To illustrate the platform’s utility and scalability, we refer the reader to two large SARS-CoV-2 Illumina datasets (PRJNA622837, 619 samples from early SARS-CoV-2 transmission in the Boston area7; and PRJEB37886, ~100,000 samples analyzed as of the time of writing from the COVID-19 Genomics UK (COG-UK) genomic surveillance effort8) detailed in Supplementary Tables 1–3 and Supplementary Figs. 1–3. Analysis on COVID-19 Galaxy Project resources provides insights into co-occurrence patterns, presence of mutations defining variants of concern (https://cov-lineages.github.io/lineages-website/global_report.html), and intersection with sites under selection, including non-random associations among common low-frequency AVs that may reflect shared intra-host dynamics (Supplementary Fig. 1 and Supplementary Table 2). It can also highlight the emergence of mutations interfering with binding of polyclonal antibodies9 (for example, COG-UK data in Supplementary Fig. 2), suggesting possible intra-host dynamics. These and other interactive notebooks and dashboards on the platform could identify AVs that warrant closer monitoring as the pandemic continues.

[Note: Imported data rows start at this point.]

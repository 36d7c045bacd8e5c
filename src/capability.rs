//! Capability identifiers.
//!
//! A capability names a single input function or physical location on a
//! device, like a specific button or stick axis. Identifiers are a flat
//! 16-bit space; ids this implementation does not recognize are still carried
//! through decoding untouched so that capability reports from newer minor
//! protocol versions keep working.

use std::fmt::Display;

use crate::registry;

/// A 16-bit capability identifier.
///
/// The id is opaque at the wire level; human-readable metadata for known ids
/// lives in [crate::registry].
#[derive(Debug, Clone, Copy, PartialEq, Eq, PartialOrd, Ord, Hash, Default)]
pub struct Capability(u16);

impl Capability {
    pub const fn new(id: u16) -> Self {
        Self(id)
    }

    pub const fn id(self) -> u16 {
        self.0
    }

    pub const MOUSE_BUTTON_LEFT: Capability = Capability(0x110);
    pub const MOUSE_BUTTON_RIGHT: Capability = Capability(0x111);
    pub const MOUSE_BUTTON_MIDDLE: Capability = Capability(0x112);
    pub const MOUSE_BUTTON_SIDE: Capability = Capability(0x113);
    pub const MOUSE_BUTTON_EXTRA: Capability = Capability(0x114);

    /// Base button, usually on the bottom right, Steam Quick Access Button (...)
    pub const GAMEPAD_BUTTON_QUICK: Capability = Capability(0x126);
    pub const GAMEPAD_BUTTON_QUICK2: Capability = Capability(0x127);

    /// South action, Sony Cross x, Xbox A, Nintendo B
    pub const GAMEPAD_BUTTON_SOUTH: Capability = Capability(0x130);
    /// East action, Sony Circle ◯, Xbox B, Nintendo A
    pub const GAMEPAD_BUTTON_EAST: Capability = Capability(0x131);
    /// North action, Sony Square □, Xbox X, Nintendo Y
    pub const GAMEPAD_BUTTON_NORTH: Capability = Capability(0x133);
    /// West action, Sony Triangle ∆, XBox Y, Nintendo X
    pub const GAMEPAD_BUTTON_WEST: Capability = Capability(0x134);
    /// Left shoulder button, Xbox LB, Sony L1
    pub const GAMEPAD_BUTTON_LEFT_BUMPER: Capability = Capability(0x136);
    /// Right shoulder button, Xbox RB, Sony R1
    pub const GAMEPAD_BUTTON_RIGHT_BUMPER: Capability = Capability(0x137);
    pub const GAMEPAD_BUTTON_LEFT_TRIGGER: Capability = Capability(0x138);
    pub const GAMEPAD_BUTTON_RIGHT_TRIGGER: Capability = Capability(0x139);
    /// Select, Sony Select, Xbox Back, Nintendo -, Steam Deck ⧉
    pub const GAMEPAD_BUTTON_SELECT: Capability = Capability(0x13a);
    /// Start, Xbox Menu, Nintendo +, Steam Deck Hamburger Menu (☰)
    pub const GAMEPAD_BUTTON_START: Capability = Capability(0x13b);
    /// Guide button, Sony PS, Xbox Home, Steam Button
    pub const GAMEPAD_BUTTON_GUIDE: Capability = Capability(0x13c);
    /// Z-axis button on the left stick, Sony L3, Xbox LS
    pub const GAMEPAD_BUTTON_LEFT_STICK: Capability = Capability(0x13d);
    /// Z-axis button on the right stick, Sony R3, Xbox RS
    pub const GAMEPAD_BUTTON_RIGHT_STICK: Capability = Capability(0x13e);

    /// Directional pad up
    pub const GAMEPAD_BUTTON_DPAD_UP: Capability = Capability(0x220);
    /// Directional pad down
    pub const GAMEPAD_BUTTON_DPAD_DOWN: Capability = Capability(0x221);
    /// Directional pad left
    pub const GAMEPAD_BUTTON_DPAD_LEFT: Capability = Capability(0x222);
    /// Directional pad right
    pub const GAMEPAD_BUTTON_DPAD_RIGHT: Capability = Capability(0x223);

    /// Dedicated button to open an on-screen keyboard
    pub const GAMEPAD_BUTTON_KEYBOARD: Capability = Capability(0x304);
    /// Dedicated button to take screenshots
    pub const GAMEPAD_BUTTON_SCREENSHOT: Capability = Capability(0x305);
    /// Dedicated mute button, Sony DualSense Mute
    pub const GAMEPAD_BUTTON_MUTE: Capability = Capability(0x306);
    /// Left back paddle button, Xbox P3, Steam Deck L4
    pub const GAMEPAD_BUTTON_LEFT_PADDLE1: Capability = Capability(0x307);
    /// Left back paddle button, Xbox P4, Steam Deck L5
    pub const GAMEPAD_BUTTON_LEFT_PADDLE2: Capability = Capability(0x308);
    pub const GAMEPAD_BUTTON_LEFT_PADDLE3: Capability = Capability(0x309);
    /// Right back paddle button, Xbox P1, Steam Deck R4
    pub const GAMEPAD_BUTTON_RIGHT_PADDLE1: Capability = Capability(0x30a);
    /// Right back paddle button, Xbox P2, Steam Deck R5
    pub const GAMEPAD_BUTTON_RIGHT_PADDLE2: Capability = Capability(0x30b);
    /// Right "side" paddle button, Legion Go M2
    pub const GAMEPAD_BUTTON_RIGHT_PADDLE3: Capability = Capability(0x30c);
    /// Touch binary sensor for left stick
    pub const GAMEPAD_BUTTON_LEFT_STICK_TOUCH: Capability = Capability(0x30d);
    /// Touch binary sensor for right stick
    pub const GAMEPAD_BUTTON_RIGHT_STICK_TOUCH: Capability = Capability(0x30e);

    /// Left analog stick
    pub const GAMEPAD_AXIS_LEFT_STICK: Capability = Capability(0x400);
    /// Right analog stick
    pub const GAMEPAD_AXIS_RIGHT_STICK: Capability = Capability(0x401);

    /// Left trigger, Xbox Left Trigger, Sony L2, Nintendo ZL
    pub const GAMEPAD_TRIGGER_LEFT: Capability = Capability(0x500);
    /// Right trigger, Xbox Right Trigger, Sony R2, Nintendo ZR
    pub const GAMEPAD_TRIGGER_RIGHT: Capability = Capability(0x501);
    /// Left touchpad force sensor, Steam Deck left touchpad force
    pub const GAMEPAD_TRIGGER_LEFT_TOUCHPAD_FORCE: Capability = Capability(0x502);
    /// Left analog stick force sensor, Steam Deck left stick force
    pub const GAMEPAD_TRIGGER_LEFT_STICK_FORCE: Capability = Capability(0x503);
    /// Right touchpad force sensor, Steam Deck right touchpad force
    pub const GAMEPAD_TRIGGER_RIGHT_TOUCHPAD_FORCE: Capability = Capability(0x504);
    /// Right analog stick force sensor, Steam Deck right stick force
    pub const GAMEPAD_TRIGGER_RIGHT_STICK_FORCE: Capability = Capability(0x505);

    /// Center or main gyro sensor
    pub const GAMEPAD_GYRO_CENTER: Capability = Capability(0x600);
    /// Left side gamepad gyro
    pub const GAMEPAD_GYRO_LEFT: Capability = Capability(0x601);
    /// Right side gamepad gyro
    pub const GAMEPAD_GYRO_RIGHT: Capability = Capability(0x602);
    pub const GAMEPAD_ACCELEROMETER_CENTER: Capability = Capability(0x603);
    pub const GAMEPAD_ACCELEROMETER_LEFT: Capability = Capability(0x604);
    pub const GAMEPAD_ACCELEROMETER_RIGHT: Capability = Capability(0x605);

    /// Left touchpad touch motion
    pub const TOUCHPAD_LEFT_MOTION: Capability = Capability(0x700);
    /// Center touchpad touch motion, DualSense Touchpad motion
    pub const TOUCHPAD_CENTER_MOTION: Capability = Capability(0x701);
    /// Right touchpad touch motion
    pub const TOUCHPAD_RIGHT_MOTION: Capability = Capability(0x702);
    /// Left touchpad button press
    pub const TOUCHPAD_LEFT_BUTTON: Capability = Capability(0x703);
    /// Center touchpad button press, DualSense Touchpad button press
    pub const TOUCHPAD_CENTER_BUTTON: Capability = Capability(0x704);
    /// Right touchpad button press
    pub const TOUCHPAD_RIGHT_BUTTON: Capability = Capability(0x705);
}

impl From<u16> for Capability {
    fn from(id: u16) -> Self {
        Self(id)
    }
}

impl From<Capability> for u16 {
    fn from(capability: Capability) -> Self {
        capability.0
    }
}

impl Display for Capability {
    fn fmt(&self, f: &mut std::fmt::Formatter<'_>) -> std::fmt::Result {
        match registry::describe(*self) {
            Some(metadata) => write!(f, "{}", metadata.name),
            None => write!(f, "Capability({:#06x})", self.0),
        }
    }
}
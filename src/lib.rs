//! Codec for the Unified Gamepad input protocol.
//!
//! A Unified Gamepad device is self-describing: it advertises its input
//! capabilities (buttons, axes, gyros, touch surfaces) in an input capability
//! report, and every subsequent input data report is laid out exactly as that
//! capability report describes. A consumer can decode any conforming device
//! without per-device knowledge by parsing the capability report into an
//! [InputCapabilityReport](reports::input_capability_report::InputCapabilityReport)
//! and decoding each data report against it.
//!
//! The codec itself is stateless; per-device state (the current capability
//! report and the last decoded frame) belongs to a [session::DeviceSession]
//! owned by the caller. Transport I/O is out of scope for this crate.

pub mod bits;
pub mod capability;
pub mod registry;
pub mod reports;
pub mod session;
pub mod value;
pub mod version;
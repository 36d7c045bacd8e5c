//! Metadata for known capability identifiers.
//!
//! The registry is a side table used for diagnostics and for deciding which
//! capabilities can be presented to application logic. Raw decoding never
//! consults it; an id with no metadata here is still decoded and preserved,
//! which is what makes additive minor protocol versions safe to consume.

use crate::capability::Capability;

/// Broad grouping of a capability, based on the kind of value it reports.
#[derive(Debug, Clone, Copy, PartialEq, Eq)]
pub enum CapabilityCategory {
    Button,
    Trigger,
    Axis,
    Motion,
    Touch,
    Mouse,
}

/// Human-readable metadata for a known [Capability].
#[derive(Debug, Clone, Copy, PartialEq, Eq)]
pub struct CapabilityMetadata {
    pub name: &'static str,
    pub category: CapabilityCategory,
}

const fn metadata(name: &'static str, category: CapabilityCategory) -> CapabilityMetadata {
    CapabilityMetadata { name, category }
}

/// Look up metadata for the given capability. Returns `None` for ids this
/// implementation does not know about; that is not an error.
pub fn describe(capability: Capability) -> Option<CapabilityMetadata> {
    use CapabilityCategory::*;

    let metadata = match capability {
        Capability::MOUSE_BUTTON_LEFT => metadata("MouseButtonLeft", Mouse),
        Capability::MOUSE_BUTTON_RIGHT => metadata("MouseButtonRight", Mouse),
        Capability::MOUSE_BUTTON_MIDDLE => metadata("MouseButtonMiddle", Mouse),
        Capability::MOUSE_BUTTON_SIDE => metadata("MouseButtonSide", Mouse),
        Capability::MOUSE_BUTTON_EXTRA => metadata("MouseButtonExtra", Mouse),
        Capability::GAMEPAD_BUTTON_QUICK => metadata("GamepadButtonQuick", Button),
        Capability::GAMEPAD_BUTTON_QUICK2 => metadata("GamepadButtonQuick2", Button),
        Capability::GAMEPAD_BUTTON_SOUTH => metadata("GamepadButtonSouth", Button),
        Capability::GAMEPAD_BUTTON_EAST => metadata("GamepadButtonEast", Button),
        Capability::GAMEPAD_BUTTON_NORTH => metadata("GamepadButtonNorth", Button),
        Capability::GAMEPAD_BUTTON_WEST => metadata("GamepadButtonWest", Button),
        Capability::GAMEPAD_BUTTON_LEFT_BUMPER => metadata("GamepadButtonLeftBumper", Button),
        Capability::GAMEPAD_BUTTON_RIGHT_BUMPER => metadata("GamepadButtonRightBumper", Button),
        Capability::GAMEPAD_BUTTON_LEFT_TRIGGER => metadata("GamepadButtonLeftTrigger", Button),
        Capability::GAMEPAD_BUTTON_RIGHT_TRIGGER => metadata("GamepadButtonRightTrigger", Button),
        Capability::GAMEPAD_BUTTON_SELECT => metadata("GamepadButtonSelect", Button),
        Capability::GAMEPAD_BUTTON_START => metadata("GamepadButtonStart", Button),
        Capability::GAMEPAD_BUTTON_GUIDE => metadata("GamepadButtonGuide", Button),
        Capability::GAMEPAD_BUTTON_LEFT_STICK => metadata("GamepadButtonLeftStick", Button),
        Capability::GAMEPAD_BUTTON_RIGHT_STICK => metadata("GamepadButtonRightStick", Button),
        Capability::GAMEPAD_BUTTON_DPAD_UP => metadata("GamepadButtonDpadUp", Button),
        Capability::GAMEPAD_BUTTON_DPAD_DOWN => metadata("GamepadButtonDpadDown", Button),
        Capability::GAMEPAD_BUTTON_DPAD_LEFT => metadata("GamepadButtonDpadLeft", Button),
        Capability::GAMEPAD_BUTTON_DPAD_RIGHT => metadata("GamepadButtonDpadRight", Button),
        Capability::GAMEPAD_BUTTON_KEYBOARD => metadata("GamepadButtonKeyboard", Button),
        Capability::GAMEPAD_BUTTON_SCREENSHOT => metadata("GamepadButtonScreenshot", Button),
        Capability::GAMEPAD_BUTTON_MUTE => metadata("GamepadButtonMute", Button),
        Capability::GAMEPAD_BUTTON_LEFT_PADDLE1 => metadata("GamepadButtonLeftPaddle1", Button),
        Capability::GAMEPAD_BUTTON_LEFT_PADDLE2 => metadata("GamepadButtonLeftPaddle2", Button),
        Capability::GAMEPAD_BUTTON_LEFT_PADDLE3 => metadata("GamepadButtonLeftPaddle3", Button),
        Capability::GAMEPAD_BUTTON_RIGHT_PADDLE1 => metadata("GamepadButtonRightPaddle1", Button),
        Capability::GAMEPAD_BUTTON_RIGHT_PADDLE2 => metadata("GamepadButtonRightPaddle2", Button),
        Capability::GAMEPAD_BUTTON_RIGHT_PADDLE3 => metadata("GamepadButtonRightPaddle3", Button),
        Capability::GAMEPAD_BUTTON_LEFT_STICK_TOUCH => {
            metadata("GamepadButtonLeftStickTouch", Button)
        }
        Capability::GAMEPAD_BUTTON_RIGHT_STICK_TOUCH => {
            metadata("GamepadButtonRightStickTouch", Button)
        }
        Capability::GAMEPAD_AXIS_LEFT_STICK => metadata("GamepadAxisLeftStick", Axis),
        Capability::GAMEPAD_AXIS_RIGHT_STICK => metadata("GamepadAxisRightStick", Axis),
        Capability::GAMEPAD_TRIGGER_LEFT => metadata("GamepadTriggerLeft", Trigger),
        Capability::GAMEPAD_TRIGGER_RIGHT => metadata("GamepadTriggerRight", Trigger),
        Capability::GAMEPAD_TRIGGER_LEFT_TOUCHPAD_FORCE => {
            metadata("GamepadTriggerLeftTouchpadForce", Trigger)
        }
        Capability::GAMEPAD_TRIGGER_LEFT_STICK_FORCE => {
            metadata("GamepadTriggerLeftStickForce", Trigger)
        }
        Capability::GAMEPAD_TRIGGER_RIGHT_TOUCHPAD_FORCE => {
            metadata("GamepadTriggerRightTouchpadForce", Trigger)
        }
        Capability::GAMEPAD_TRIGGER_RIGHT_STICK_FORCE => {
            metadata("GamepadTriggerRightStickForce", Trigger)
        }
        Capability::GAMEPAD_GYRO_CENTER => metadata("GamepadGyroCenter", Motion),
        Capability::GAMEPAD_GYRO_LEFT => metadata("GamepadGyroLeft", Motion),
        Capability::GAMEPAD_GYRO_RIGHT => metadata("GamepadGyroRight", Motion),
        Capability::GAMEPAD_ACCELEROMETER_CENTER => metadata("GamepadAccelerometerCenter", Motion),
        Capability::GAMEPAD_ACCELEROMETER_LEFT => metadata("GamepadAccelerometerLeft", Motion),
        Capability::GAMEPAD_ACCELEROMETER_RIGHT => metadata("GamepadAccelerometerRight", Motion),
        Capability::TOUCHPAD_LEFT_MOTION => metadata("TouchpadLeftMotion", Touch),
        Capability::TOUCHPAD_CENTER_MOTION => metadata("TouchpadCenterMotion", Touch),
        Capability::TOUCHPAD_RIGHT_MOTION => metadata("TouchpadRightMotion", Touch),
        Capability::TOUCHPAD_LEFT_BUTTON => metadata("TouchpadLeftButton", Touch),
        Capability::TOUCHPAD_CENTER_BUTTON => metadata("TouchpadCenterButton", Touch),
        Capability::TOUCHPAD_RIGHT_BUTTON => metadata("TouchpadRightButton", Touch),
        _ => return None,
    };

    Some(metadata)
}
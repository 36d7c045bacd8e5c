use thiserror::Error;

use crate::{
    bits::{BitReader, BitWriter},
    capability::Capability,
    registry,
    value::{Value, ValueCodecError},
};

use super::{input_capability_report::InputCapabilityReport, ReportType, ValueType};

/// Encoded size of the input data report header (report id + state version)
pub const INPUT_DATA_REPORT_HEADER_SIZE: usize = 2;

/// One decoded input data report: the state version plus a typed value for
/// every capability in the capability report, in layout order.
///
/// Frames are produced per received report and consumed immediately; the
/// codec never retains them. A caller that keeps the previous frame can skip
/// decoding entirely whenever a report carries the same state version, since
/// the version only changes when at least one value changed.
#[derive(Debug, Clone, PartialEq)]
pub struct DataFrame {
    state_version: u8,
    values: Vec<(Capability, Value)>,
}

impl DataFrame {
    pub fn state_version(&self) -> u8 {
        self.state_version
    }

    /// All decoded values in capability layout order, including values for
    /// capabilities this implementation does not recognize. Useful for
    /// re-export/passthrough.
    pub fn values(&self) -> &[(Capability, Value)] {
        self.values.as_slice()
    }

    /// The value decoded for the given capability, if the capability report
    /// contained it.
    pub fn get(&self, capability: Capability) -> Option<&Value> {
        self.values
            .iter()
            .find(|(cap, _)| *cap == capability)
            .map(|(_, value)| value)
    }

    /// Values for presentation to application logic. Capabilities with no
    /// entry in [crate::registry] are skipped; they typically come from a
    /// newer minor protocol version and stay available through [Self::values]
    /// for passthrough.
    pub fn recognized(&self) -> impl Iterator<Item = (Capability, &Value)> {
        self.values
            .iter()
            .filter(|(cap, _)| registry::describe(*cap).is_some())
            .map(|(cap, value)| (*cap, value))
    }
}

/// Possible errors when decoding an input data report
#[derive(Error, Debug)]
pub enum InputDecodeError {
    #[error("expected data report id `{expected:#04x}`, got `{actual:#04x}`")]
    WrongReportId { expected: u8, actual: u8 },
    #[error("data report payload too short: need {needed_bits} bits, got {available_bits}")]
    BufferTooShort {
        needed_bits: usize,
        available_bits: usize,
    },
    #[error("failed to decode value: {0}")]
    Value(#[from] ValueCodecError),
}

/// Possible errors when encoding an input data report
#[derive(Error, Debug)]
pub enum InputEncodeError {
    #[error("no value supplied for capability `{0}`")]
    MissingCapabilityValue(Capability),
    #[error("value of type `{actual:?}` supplied for capability `{capability}` which expects `{expected:?}`")]
    ValueTypeMismatch {
        capability: Capability,
        expected: ValueType,
        actual: ValueType,
    },
    #[error("failed to encode value for capability `{capability}`: {source}")]
    Value {
        capability: Capability,
        source: ValueCodecError,
    },
}

impl InputCapabilityReport {
    /// Decode the given input data report bytes according to the capability
    /// report. This is a pure function of its inputs: it reads values
    /// directly out of `src` without copying the payload and allocates only
    /// the resulting [DataFrame].
    pub fn decode_data_report(&self, src: &[u8]) -> Result<DataFrame, InputDecodeError> {
        if src.is_empty() || src[0] != ReportType::InputDataReport as u8 {
            return Err(InputDecodeError::WrongReportId {
                expected: ReportType::InputDataReport as u8,
                actual: src.first().copied().unwrap_or(0),
            });
        }
        let payload = &src[1..];
        let Some((&state_version, payload)) = payload.split_first() else {
            return Err(InputDecodeError::BufferTooShort {
                needed_bits: self.total_bits(),
                available_bits: 0,
            });
        };

        let available_bits = payload.len() * 8;
        if available_bits < self.total_bits() {
            return Err(InputDecodeError::BufferTooShort {
                needed_bits: self.total_bits(),
                available_bits,
            });
        }

        let mut reader = BitReader::new(payload);
        let mut values = Vec::with_capacity(self.capabilities().len());
        for info in self.capabilities() {
            reader.seek(info.offset as usize);
            let value = Value::decode(info.value_type, &mut reader)?;
            values.push((info.capability, value));
        }

        Ok(DataFrame {
            state_version,
            values,
        })
    }

    /// Encode an input data report carrying one value per capability in this
    /// report. `values` must supply a value of the matching type for every
    /// capability; order does not matter.
    ///
    /// `previous` is the last frame this device encoded, if any. The state
    /// version carries over from it unchanged when every value is identical
    /// and increments (wrapping) when any value differs, so that consumers
    /// can skip decoding unchanged reports. The first frame of a session
    /// starts at state version 0.
    ///
    /// Given the same table, values, and previous frame, the output is
    /// byte-for-byte deterministic.
    pub fn encode_data_report(
        &self,
        values: &[(Capability, Value)],
        previous: Option<&DataFrame>,
    ) -> Result<Vec<u8>, InputEncodeError> {
        let mut report =
            vec![0; INPUT_DATA_REPORT_HEADER_SIZE + self.payload_size_bytes()];
        report[0] = ReportType::InputDataReport as u8;

        let mut changed = previous.is_none();
        {
            let (_header, payload) = report.split_at_mut(INPUT_DATA_REPORT_HEADER_SIZE);
            let mut writer = BitWriter::new(payload);
            for info in self.capabilities() {
                let value = values
                    .iter()
                    .find(|(cap, _)| *cap == info.capability)
                    .map(|(_, value)| value)
                    .ok_or(InputEncodeError::MissingCapabilityValue(info.capability))?;

                let actual = value.value_type();
                if actual != info.value_type {
                    return Err(InputEncodeError::ValueTypeMismatch {
                        capability: info.capability,
                        expected: info.value_type,
                        actual,
                    });
                }

                writer.seek(info.offset as usize);
                value
                    .encode(info.value_type, &mut writer)
                    .map_err(|source| InputEncodeError::Value {
                        capability: info.capability,
                        source,
                    })?;

                if let Some(previous) = previous {
                    if previous.get(info.capability) != Some(value) {
                        changed = true;
                    }
                }
            }
        }

        report[1] = match previous {
            Some(previous) if changed => previous.state_version().wrapping_add(1),
            Some(previous) => previous.state_version(),
            None => 0,
        };
        log::trace!("Encoded data report: {report:?}");

        Ok(report)
    }
}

Our system is designed to encourage scalable collaborative worldwide genomic surveillance to identify and respond to emerging variants. By relying on raw read data rather than assembled genomes and allowing every result to be traced back to its raw data, it goes a step beyond current surveillance efforts. Specifically, it enables surveillance of intra-patient minor AV frequencies—a distinction that could yield early warnings of epidemiological conditions conducive to the emergence of variants with altered pathogenicity, vaccine sensitivity or drug resistance.
Supplementary Material
Acknowledgements
The authors are grateful to the broader Galaxy community for their support and software development efforts. This work is funded by NIH grants U41 HG006620 and NSF ABI grant 1661497. Usegalaxy.eu is supported by the German Federal Ministry of Education and Research grants 031L0101C and de.NBI-epi to B.G. Galaxy and HyPhy integration is supported by NIH grant R01 AI134384 to A.N. Usegalaxy.org.au is supported by Bioplatforms Australia and the Australian Research Data Commons through funding from the Australian Government National Collaborative Research Infrastructure Strategy. The hyphy.org development team is supported by NIH grant R01GM093939. Usegalaxy.be is supported by the Research Foundation-Flanders (FWO) grant I002919N and the Flemish Supercomputer Center (VSC). The funders had no role in study design, data collection and analysis, decision to publish, or preparation of the manuscript.